KRA Clarifies new tax rules

The Kenya Revenue Authority (KRA) has recently issued a statement to clarify its stance on taxing travelers and tourists who bring goods into the country exceeding the duty-free limit.

In a press conference held on Wednesday, KRA Acting Deputy Commissioner for Policy & International Affairs, David Ontweka, addressed the public regarding the new tax regulations. He emphasized that the tax authority will now be imposing taxes on goods purchased by travelers that exceed the value of USD 500.

Ontweka stated, “KRA will not tax everything you are coming with; we only tax goods you purchase, which are valued at USD 500 or more and are more than one in quantity.”
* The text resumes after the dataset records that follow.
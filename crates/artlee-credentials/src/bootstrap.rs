// Copyright (c) 2025 Geoffrey Huntley <ghuntley@ghuntley.com>. All rights reserved.
// SPDX-License-Identifier: Proprietary

use std::sync::Arc;

use artlee_config::ArtleeConfig;
use sqlx::sqlite::SqlitePool;

use crate::codec::{AesGcmCodec, EncryptionCodec};
use crate::context::CredentialContext;
use crate::error::BootstrapError;
use crate::initializer::{CredentialConsumer, ServiceInitializer};
use crate::model::CredentialSet;
use crate::reconciler::{CredentialReconciler, ReconcilerTiers};
use crate::tenant::{StaticTenantResolver, TenantResolver, TenantScope};
use crate::tier::{create_pool, ensure_schema, CloudPrimaryTier, CloudSecondaryTier, StorageTier};

/// Everything the application root owns for credential handling.
#[derive(Debug, Clone)]
pub struct CredentialRuntime {
	pub reconciler: Arc<CredentialReconciler>,
	pub context: Arc<CredentialContext>,
	pub resolver: Arc<dyn TenantResolver>,
	pub pool: SqlitePool,
}

impl CredentialRuntime {
	/// Connect the database, create the schema and wire every tier.
	#[tracing::instrument(skip_all, fields(tenant_id = %config.tenant_id))]
	pub async fn from_config(config: &ArtleeConfig) -> Result<Self, BootstrapError> {
		let pool = create_pool(&config.cloud.database_url).await?;
		ensure_schema(&pool).await?;
		Self::with_pool(config, pool)
	}

	/// Wire the runtime over an existing pool whose schema is in place.
	pub fn with_pool(config: &ArtleeConfig, pool: SqlitePool) -> Result<Self, BootstrapError> {
		let codec: Arc<dyn EncryptionCodec> =
			Arc::new(AesGcmCodec::from_encoded_key(config.encryption.key.expose())?);
		let resolver: Arc<dyn TenantResolver> =
			Arc::new(StaticTenantResolver::new(config.tenant_id.clone()));
		let context = Arc::new(CredentialContext::new());

		let tiers = ReconcilerTiers {
			primary: CloudPrimaryTier::sqlite(pool.clone(), codec, resolver.clone()),
			secondary: Arc::new(CloudSecondaryTier::sqlite(pool.clone(), resolver.clone())),
			local: Arc::new(StorageTier::local(&config.storage.local_path)),
			session: Arc::new(StorageTier::session()),
			memory: Arc::new(StorageTier::memory()),
		};

		let mut reconciler = CredentialReconciler::new(tiers, resolver.clone(), context.clone());
		if let Some(fallback) = &config.fallback {
			reconciler = reconciler.with_fallback(CredentialSet::new(
				fallback.api_key.clone(),
				fallback.call_agent_id.clone(),
				fallback.sms_agent_id.clone(),
			));
		}

		tracing::info!(
			local_path = %config.storage.local_path.display(),
			has_fallback = config.fallback.is_some(),
			"credential runtime ready"
		);
		Ok(Self {
			reconciler: Arc::new(reconciler),
			context,
			resolver,
			pool,
		})
	}

	/// Scope for `user_id` under the configured tenant.
	pub fn scope_for(&self, user_id: impl Into<String>) -> TenantScope {
		TenantScope::new(self.resolver.current_tenant(), user_id)
	}

	pub fn initializer(&self, consumers: Vec<Arc<dyn CredentialConsumer>>) -> ServiceInitializer {
		consumers
			.into_iter()
			.fold(ServiceInitializer::new(self.reconciler.clone()), |init, c| {
				init.with_consumer(c)
			})
	}
}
The KRA’s move aims to bolster revenue collection from travelers transporting goods exceeding the USD 500 threshold. Travelers who do not declare their goods or fail to pay the required duty may face legal consequences, including arrest, prosecution, fines, or potential forfeiture of their goods to the state.

This development marks a significant change in the taxation regulations for travelers, emphasizing the need for travelers to accurately declare their purchases and fulfill their tax obligations to avoid legal complications. The KRA’s new approach to taxing travelers’ goods exceeding the specified limit is expected to play a pivotal role in enhancing revenue collection and ensuring compliance with tax laws in the country.